Id. In federal practice, the party seeking summary judgment is not required to negate an
opponent’s claim; instead, summary judgment must be granted when the nonmovant has
failed to establish an essential element of its claim. Id. (citing Schmidt v. Am. Trailer Court,
Inc., 721 N.E.2d 1251, 1253 (Ind. Ct. App. 1999), trans. denied). However, under Indiana
summary judgment procedure, “[m]erely alleging that the plaintiff has failed to produce
evidence on each element . . . is insufficient to entitle the defendant to summary judgment.”
Id. (quoting Jarboe, 644 N.E.2d at 123).
In addressing the claims of Hamby and Zenk, we initially observe that to prevail on
a theory of negligence, Farmer must prove: (1) a duty on the part of the defendant owed
to the plaintiff; (2) a breach of that duty; and (3) an injury to the plaintiff proximately
caused by that breach. Stowers v. Clinton Cent. Sch. Corp., 855 N.E.2d 739, 745 (Ind. Ct.

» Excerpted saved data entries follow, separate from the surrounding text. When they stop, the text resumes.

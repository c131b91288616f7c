//! Error types for series compilation, plan validation and simulation
//!
//! Every failure carries enough context (field, override position, index,
//! value) for a caller to build a user-facing message.

use std::path::PathBuf;

use thiserror::Error;

use crate::overrides::OverrideKind;
use crate::projection::Component;

/// Invalid timeline construction
#[derive(Debug, Clone, PartialEq, Error)]
pub enum TimelineError {
    #[error("timeline must contain at least one period (start age {start_age}, {period_count} periods)")]
    Empty { start_age: u32, period_count: usize },

    #[error("end age {end_age} is before start age {start_age}")]
    Inverted { start_age: u32, end_age: u32 },

    #[error("{period_count} periods from start age {start_age} run past the largest representable age")]
    TooLong { start_age: u32, period_count: usize },
}

/// Failure compiling one component's per-period series
#[derive(Debug, Clone, PartialEq, Error)]
pub enum CompileError {
    #[error("start value must be finite, got {0}")]
    NonFiniteStartValue(f64),

    #[error("start value must be >= 0 for a non-negative quantity, got {0}")]
    NegativeStartValue(f64),

    #[error("growth parameter must be finite, got {0}")]
    NonFiniteGrowth(f64),

    #[error("growth path has {actual} entries, expected one per period ({expected})")]
    GrowthPathLength { expected: usize, actual: usize },

    #[error("growth path entry at index {index} is not finite: {value}")]
    NonFiniteGrowthPath { index: usize, value: f64 },

    #[error("growth override #{position} (from age {from_age}) has non-finite value {value}")]
    NonFiniteGrowthOverride { position: usize, from_age: u32, value: f64 },

    #[error("growth override #{position} starts at age {from_age}, outside {start_age}..={end_age}")]
    GrowthOverrideOutOfRange {
        position: usize,
        from_age: u32,
        start_age: u32,
        end_age: u32,
    },

    #[error("{kind} override #{position} has non-finite value {value}")]
    NonFiniteOverride { position: usize, kind: OverrideKind, value: f64 },

    #[error("{kind} override #{position} requires a value >= 0, got {value}")]
    NegativeOverrideValue { position: usize, kind: OverrideKind, value: f64 },

    #[error("mult override #{position} requires a factor > 0, got {value}")]
    NonPositiveMultiplier { position: usize, value: f64 },

    #[error("{kind} override #{position} starts at age {from_age}, outside {start_age}..={end_age}")]
    OverrideOutOfRange {
        position: usize,
        kind: OverrideKind,
        from_age: u32,
        start_age: u32,
        end_age: u32,
    },

    #[error("{kind} override #{position} ends at age {to_age}, before its start age {from_age}")]
    InvertedOverrideRange {
        position: usize,
        kind: OverrideKind,
        from_age: u32,
        to_age: u32,
    },

    #[error("{kind} override #{position} drives the value to {value} at index {index} (age {age})")]
    NegativeResult {
        position: usize,
        kind: OverrideKind,
        index: usize,
        age: u32,
        value: f64,
    },
}

/// A plan field that is structurally invalid
#[derive(Debug, Clone, PartialEq, Error)]
pub enum PlanError {
    #[error("{field} must be finite, got {value}")]
    NonFinite { field: String, value: f64 },

    #[error("{field} must be >= 0, got {value}")]
    Negative { field: String, value: f64 },

    #[error("{field} must be within 0..=100 percent, got {value}")]
    PercentOutOfRange { field: String, value: f64 },

    #[error(transparent)]
    Timeline(#[from] TimelineError),
}

/// Failure preparing or running a simulation
#[derive(Debug, Clone, PartialEq, Error)]
pub enum SimulationError {
    #[error("invalid plan: {0}")]
    InvalidPlan(#[from] PlanError),

    #[error("failed to compile {component}: {source}")]
    Compile {
        component: Component,
        #[source]
        source: CompileError,
    },

    #[error("expected {expected} per-period inputs, got {actual}")]
    PeriodCountMismatch { expected: usize, actual: usize },

    #[error("input at position {position} is tagged index {index} / age {age}, expected index {position} / age {expected_age}")]
    IndexMismatch {
        position: usize,
        index: usize,
        age: u32,
        expected_age: u32,
    },

    #[error("input at index {index} carries partner fields but the plan has no partner")]
    UnexpectedPartnerInput { index: usize },

    #[error("input at index {index} is missing partner fields required by the plan")]
    MissingPartnerInput { index: usize },

    #[error("edit targets {component} but the plan has no partner")]
    MissingPartner { component: Component },

    #[error("{what} at age {age} is outside the plan's ages {start_age}..={end_age}")]
    AgeOutOfRange {
        what: &'static str,
        age: u32,
        start_age: u32,
        end_age: u32,
    },

    #[error("input at index {index} has non-finite {field}: {value}")]
    NonFiniteInput {
        index: usize,
        field: &'static str,
        value: f64,
    },

    #[error("no built-in tax policy for year {0}")]
    UnsupportedTaxYear(u16),
}

/// Failure loading a tax policy table
#[derive(Debug, Error)]
pub enum TaxTableError {
    #[error("failed to open {}: {source}", .path.display())]
    Io {
        path: PathBuf,
        #[source]
        source: std::io::Error,
    },

    #[error("malformed tax table: {0}")]
    Csv(#[from] csv::Error),

    #[error("unknown filing status {0:?}")]
    UnknownFilingStatus(String),

    #[error("no {table} entries for filing status {status}")]
    MissingEntries { table: &'static str, status: String },

    #[error("unknown payroll parameter {0:?}")]
    UnknownParameter(String),

    #[error("payroll parameter {0} is missing")]
    MissingParameter(&'static str),

    #[error("brackets for {status} are not ascending or the top bracket is bounded")]
    InvalidBrackets { status: String },
}

/// Failure reading a plan or scenario file
#[derive(Debug, Error)]
pub enum LoadError {
    #[error("failed to open {}: {source}", .path.display())]
    Io {
        path: PathBuf,
        #[source]
        source: std::io::Error,
    },

    #[error("malformed JSON: {0}")]
    Json(#[from] serde_json::Error),

    #[error("invalid plan: {0}")]
    Plan(#[from] PlanError),
}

App. 2006), trans. denied. In order to prevail on a claim of deliberate indifference, Farmer
5 must prove: that defendants consciously disregarded a substantial risk of serious harm to
Farmer’s health or safety. Ratliff v. Cohn, 693 N.E.2d 530, 544 (Ind. 1998). Our task is
not to judge whether Farmer has proven each element but instead to determine whether
Hamby and Zenk have adequately met their burden of proving a lack of any genuine issue
of material fact in the evidence designated to the trial court.
Hamby and Zenk were required to designate evidence to prove the lack of any
genuine issue of material fact that they did not breach their duty to repair the shower seat
and that they did not consciously disregard a substantial risk of serious harm to Farmer’s
health or safety. The designated evidence presented by Hamby and Zenk showed that a
work order, dated March 11, 2011, was created that stated that a bracket was off of shower
seat A-2. The work order was completed on May 5, 2011 when a technician took the seat
off of the wall, welded the bracket on, and mounted the seat back onto the wall. The shower
seat collapsed two months later on July 10, 2011. Although Hamby produced an affidavit
in which he states that the repairs were fixed in accordance with the standard maintenance
procedures utilized at the Facility, there was no evidence produced to state what those
standard procedures were or establishing that such standard procedures are consistent with
the duty of care owed by defendants. There was also no evidence produced to indicate
what materials were used in the repair of the shower seat to establish that there was no
breach of duty to repair. Further, the evidence showed that the shower seat collapsed within
approximately two months of being repaired, and Hamby and Zenk did not present any
6 evidence that this was a reasonable amount of time for the repair to hold based on the
normal usage and wear and tear to the shower seat.
Indiana’s summary judgment procedure requires Hamby and Zenk to negate the
existence of all genuine issues of material fact as to the claims. We find the designated
evidence presented by Hamby and Zenk to be insufficient under Indiana’s standard to do
so. We, therefore, conclude that the trial court did not err in denying summary judgment
to Hamby and Zenk.
Affirmed.
FRIEDLANDER, J., and BAILEY, J., concur.